Stefan Zweig, one of the world’s most famous writers, found himself in exile after Germany annexed Austria, his birthplace, in 1938. A novelist, playwright and journalist, he could not, as a Jew, return to Vienna. So he became a rootless cosmopolitan in search of a permanent home, a quest he cut terribly short with suicide in 1942 in Brazil.

Maria Schrader’s film, Stefan Zweig: Farewell To Europe (May 5 & May 9), unfolds in chapters as he and his second wife, Lotte, traverse the globe, moving successively from Britain, Brazil, New York City and back to Brazil. Their peregrinations unfold against the backdrop of World War II.

The movie opens in Rio de Janeiro as the Brazilian foreign minister pays tribute to Zweig (Josef Hader) at a lavish lunch. He returns the favor by saying he’s found friendship and tolerance in Brazil. A flashback takes us back to Buenos Aires, circa 1936. At a press conference, he declines to criticize the Nazi regime in Germany and claims that national borders and passports will be obsolete one day.

Fast-forwarding to 1941, we find Zweig walking through a dense sugarcane field in Brazil’s Bahia province. He and his much younger wife (Aenne Schwarz) are constantly in motion, travelling one from city to the next to meet adoring crowds. In one town, he’s feted by the mayor and greeted by a band that comically mangles the Austrian national anthem.

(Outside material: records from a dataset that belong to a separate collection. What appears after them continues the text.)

//! Alarm playback
//!
//! The strategy logic is written against [`AudioOutput`] so it runs the same
//! way in the browser (`web::WebAudio`) and in native tests. No failure
//! escapes: the worst case is [`AlarmOutcome::Silent`].

use crate::config::{AlarmConfig, AlarmStrategy};
use crate::consts::MAX_RESUME_ATTEMPTS;
use crate::error::{AlarmError, Result};
use crate::tone::ToneSpec;

/// Native state of the shared audio context
#[derive(Debug, Clone, Copy, PartialEq, Eq)]
pub enum ContextState {
    /// Not yet unlocked by a user gesture
    Suspended,
    Running,
    Closed,
}

/// Which path of the alarm chain made the sound
#[derive(Debug, Clone, Copy, PartialEq, Eq)]
pub enum AlarmOutcome {
    /// The media file is playing
    Asset,
    /// The synthesized tone was scheduled
    Tone,
    /// Nothing could be played
    Silent,
}

impl AlarmOutcome {
    pub fn as_str(&self) -> &'static str {
        match self {
            AlarmOutcome::Asset => "asset",
            AlarmOutcome::Tone => "tone",
            AlarmOutcome::Silent => "silent",
        }
    }
}

/// Audio capabilities the alarm needs from the platform
#[allow(async_fn_in_trait)]
pub trait AudioOutput {
    /// Start playing a media file. Resolves once playback has begun.
    async fn play_asset(&self, src: &str, volume: f64) -> Result<()>;

    /// State of the shared audio context, creating it on first use.
    /// `Err(AudioUnsupported)` when the platform has no context at all.
    fn context_state(&self) -> Result<ContextState>;

    /// Resume a suspended context
    async fn resume_context(&self) -> Result<()>;

    /// Schedule the tone on a running context
    fn play_tone(&self, tone: &ToneSpec) -> Result<()>;

    /// Fire-and-forget resume, called from a user gesture
    fn unlock(&self);
}

/// Play the alarm using the configured strategy
pub async fn play_alarm<A: AudioOutput>(output: &A, config: &AlarmConfig) -> AlarmOutcome {
    match &config.strategy {
        AlarmStrategy::FileWithFallback { src } => {
            match output.play_asset(src, config.asset_volume).await {
                Ok(()) => AlarmOutcome::Asset,
                Err(e) => {
                    log::debug!("Alarm file failed ({}), using tone", e);
                    play_fallback_tone(output, &config.tone).await
                }
            }
        }
        AlarmStrategy::ToneOnly => play_fallback_tone(output, &config.tone).await,
    }
}

/// Synthesized tone path. Only synthesis errors are worth a warning; a
/// missing or locked context just means no sound.
async fn play_fallback_tone<A: AudioOutput>(output: &A, tone: &ToneSpec) -> AlarmOutcome {
    match synthesize(output, tone).await {
        Ok(()) => AlarmOutcome::Tone,
        Err(e @ AlarmError::Synthesis(_)) => {
            log::warn!("Could not play alarm tone: {}", e);
            AlarmOutcome::Silent
        }
        Err(e) => {
            log::debug!("Alarm tone skipped: {}", e);
            AlarmOutcome::Silent
        }
    }
}

async fn synthesize<A: AudioOutput>(output: &A, tone: &ToneSpec) -> Result<()> {
    let mut resumes = 0;
    loop {
        match output.context_state()? {
            ContextState::Running => return output.play_tone(tone),
            ContextState::Closed => return Err(AlarmError::AudioUnsupported),
            ContextState::Suspended => {
                if resumes >= MAX_RESUME_ATTEMPTS {
                    return Err(AlarmError::ResumeFailed(
                        "context still suspended".to_string(),
                    ));
                }
                resumes += 1;
                output.resume_context().await?;
            }
        }
    }
}

#[cfg(test)]
pub(crate) mod tests {
    use super::*;
    use futures::executor::block_on;
    use std::cell::{Cell, RefCell};
    use std::collections::VecDeque;

    /// Scripted audio backend
    pub(crate) struct FakeAudio {
        pub asset: Result<()>,
        /// Context states returned in order; the last one repeats
        pub states: RefCell<VecDeque<Result<ContextState>>>,
        pub resume: Result<()>,
        pub tone: Result<()>,
        pub asset_calls: RefCell<Vec<(String, f64)>>,
        pub resume_calls: Cell<u32>,
        pub tones: RefCell<Vec<ToneSpec>>,
        pub unlocks: Cell<u32>,
    }

    impl FakeAudio {
        pub fn new(states: Vec<Result<ContextState>>) -> Self {
            Self {
                asset: Ok(()),
                states: RefCell::new(states.into()),
                resume: Ok(()),
                tone: Ok(()),
                asset_calls: RefCell::default(),
                resume_calls: Cell::new(0),
                tones: RefCell::default(),
                unlocks: Cell::new(0),
            }
        }

        pub fn running() -> Self {
            Self::new(vec![Ok(ContextState::Running)])
        }

        /// Media file 404s
        pub fn missing_asset(mut self) -> Self {
            self.asset = Err(AlarmError::AssetUnavailable("404".to_string()));
            self
        }
    }

    impl AudioOutput for FakeAudio {
        async fn play_asset(&self, src: &str, volume: f64) -> Result<()> {
            self.asset_calls.borrow_mut().push((src.to_string(), volume));
            self.asset.clone()
        }

        fn context_state(&self) -> Result<ContextState> {
            let mut states = self.states.borrow_mut();
            if states.len() > 1 {
                states.pop_front().unwrap_or(Err(AlarmError::AudioUnsupported))
            } else {
                states.front().cloned().unwrap_or(Err(AlarmError::AudioUnsupported))
            }
        }

        async fn resume_context(&self) -> Result<()> {
            self.resume_calls.set(self.resume_calls.get() + 1);
            self.resume.clone()
        }

        fn play_tone(&self, tone: &ToneSpec) -> Result<()> {
            self.tone.clone()?;
            self.tones.borrow_mut().push(*tone);
            Ok(())
        }

        fn unlock(&self) {
            self.unlocks.set(self.unlocks.get() + 1);
        }
    }

    #[test]
    fn test_asset_plays_at_full_volume() {
        let audio = FakeAudio::running();
        let outcome = block_on(play_alarm(&audio, &AlarmConfig::default()));
        assert_eq!(outcome, AlarmOutcome::Asset);
        assert_eq!(
            *audio.asset_calls.borrow(),
            vec![("sounds/alarma.mp3".to_string(), 1.0)]
        );
        assert!(audio.tones.borrow().is_empty());
    }

    #[test]
    fn test_missing_asset_falls_back_to_tone_once() {
        let audio = FakeAudio::running().missing_asset();
        let outcome = block_on(play_alarm(&audio, &AlarmConfig::default()));
        assert_eq!(outcome, AlarmOutcome::Tone);
        let tones = audio.tones.borrow();
        assert_eq!(tones.len(), 1);
        assert_eq!(tones[0].frequency, 880.0);
        assert_eq!(tones[0].duration, 1.0);
    }

    #[test]
    fn test_tone_only_skips_asset() {
        let audio = FakeAudio::running();
        let outcome = block_on(play_alarm(&audio, &AlarmConfig::tone_only()));
        assert_eq!(outcome, AlarmOutcome::Tone);
        assert!(audio.asset_calls.borrow().is_empty());
    }

    #[test]
    fn test_unsupported_context_is_silent() {
        let audio = FakeAudio::new(vec![Err(AlarmError::AudioUnsupported)]).missing_asset();
        let outcome = block_on(play_alarm(&audio, &AlarmConfig::default()));
        assert_eq!(outcome, AlarmOutcome::Silent);
        assert!(audio.tones.borrow().is_empty());
    }

    #[test]
    fn test_closed_context_is_silent() {
        let audio = FakeAudio::new(vec![Ok(ContextState::Closed)]);
        let outcome = block_on(play_alarm(&audio, &AlarmConfig::tone_only()));
        assert_eq!(outcome, AlarmOutcome::Silent);
    }

    #[test]
    fn test_suspended_context_resumes_then_plays() {
        let audio = FakeAudio::new(vec![
            Ok(ContextState::Suspended),
            Ok(ContextState::Running),
        ]);
        let outcome = block_on(play_alarm(&audio, &AlarmConfig::tone_only()));
        assert_eq!(outcome, AlarmOutcome::Tone);
        assert_eq!(audio.resume_calls.get(), 1);
        assert_eq!(audio.tones.borrow().len(), 1);
    }

    #[test]
    fn test_resume_rejected_abandons_silently() {
        let mut audio = FakeAudio::new(vec![Ok(ContextState::Suspended)]);
        audio.resume = Err(AlarmError::ResumeFailed("NotAllowedError".to_string()));
        let outcome = block_on(play_alarm(&audio, &AlarmConfig::tone_only()));
        assert_eq!(outcome, AlarmOutcome::Silent);
        assert_eq!(audio.resume_calls.get(), 1);
        assert!(audio.tones.borrow().is_empty());
    }

    #[test]
    fn test_stuck_suspended_context_gives_up() {
        // Resume "succeeds" but the context never leaves Suspended
        let audio = FakeAudio::new(vec![Ok(ContextState::Suspended)]);
        let outcome = block_on(play_alarm(&audio, &AlarmConfig::tone_only()));
        assert_eq!(outcome, AlarmOutcome::Silent);
        assert_eq!(audio.resume_calls.get(), MAX_RESUME_ATTEMPTS);
    }

    #[test]
    fn test_synthesis_failure_is_absorbed() {
        let mut audio = FakeAudio::running().missing_asset();
        audio.tone = Err(AlarmError::Synthesis("InvalidStateError".to_string()));
        let outcome = block_on(play_alarm(&audio, &AlarmConfig::default()));
        assert_eq!(outcome, AlarmOutcome::Silent);
    }
}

In New York City, in the dead of winter, Zweig is in a complaint mode. He’s tired of arranging visas for old friends who can’t leave Germany. In a fatigued voice, he says he can’t go on like this much longer. But he continues to think of old friends stranded in Europe.

Returning to Brazil, he finds himself in Petropolis, a town in the mountains relatively close to Rio. He meets a friend, a former newspaper editor from Berlin, and both admire the lush jungle views. “We have no reason to complain,” says Zweig, not letting on he’s beset by depression. An admirer gives him a dog, which brings a smile to his face.

The final chapter of this somber film encapsulates Zweig’s tragedy. Discouraged by his personal prospects, and worn down by a grinding war that was destroying Europe, he could no longer see the purpose of life.

Alejandro Magnone’s drama, Subte: Polska (May 6 & May 14), revolves around Tadeusz Goldberg (Hector Bidonde), a 90-year-old Polish Jewish veteran of the Spanish Civil War living in Buenos Aires. As he glances back in time, he compares the frailties of old age with his youthful sexual encounters. This juxtaposition, a source of pride and frustration, renders him crotchety and bold. He complains his pills aren’t effective any more. He says he’s open to taking Viagara. He stresses the importance of having an erection, much to the bemusement of the doctors attending to him at a hospital.

As the days pass, he shows off his mental prowess in chess, a game in which he was once a champion. And he visits the grave of a friend who fought alongside him in Spain.

Spain is the leitmotif that runs through this contemplative Argentinian film. In a series of flashbacks, Goldberg’s experiences in Spain, particularly his love affair with a young Spanish woman, appear and reappear. Goldberg’s mind also races back to his early years in Buenos Aires when he was a subway worker.

As he reminisces, he talks about a girlfriend in Poland whom he lost touch with long ago and explains why, as a Jew and a communist, he was unable to return to Poland in the late 1930s. Recalling the murder of his family during the Holocaust, Goldberg says he settled in Argentina to banish this tragedy from his thoughts.

Subte: Polska reminds viewers that past and present do not necessarily coexist harmoniously.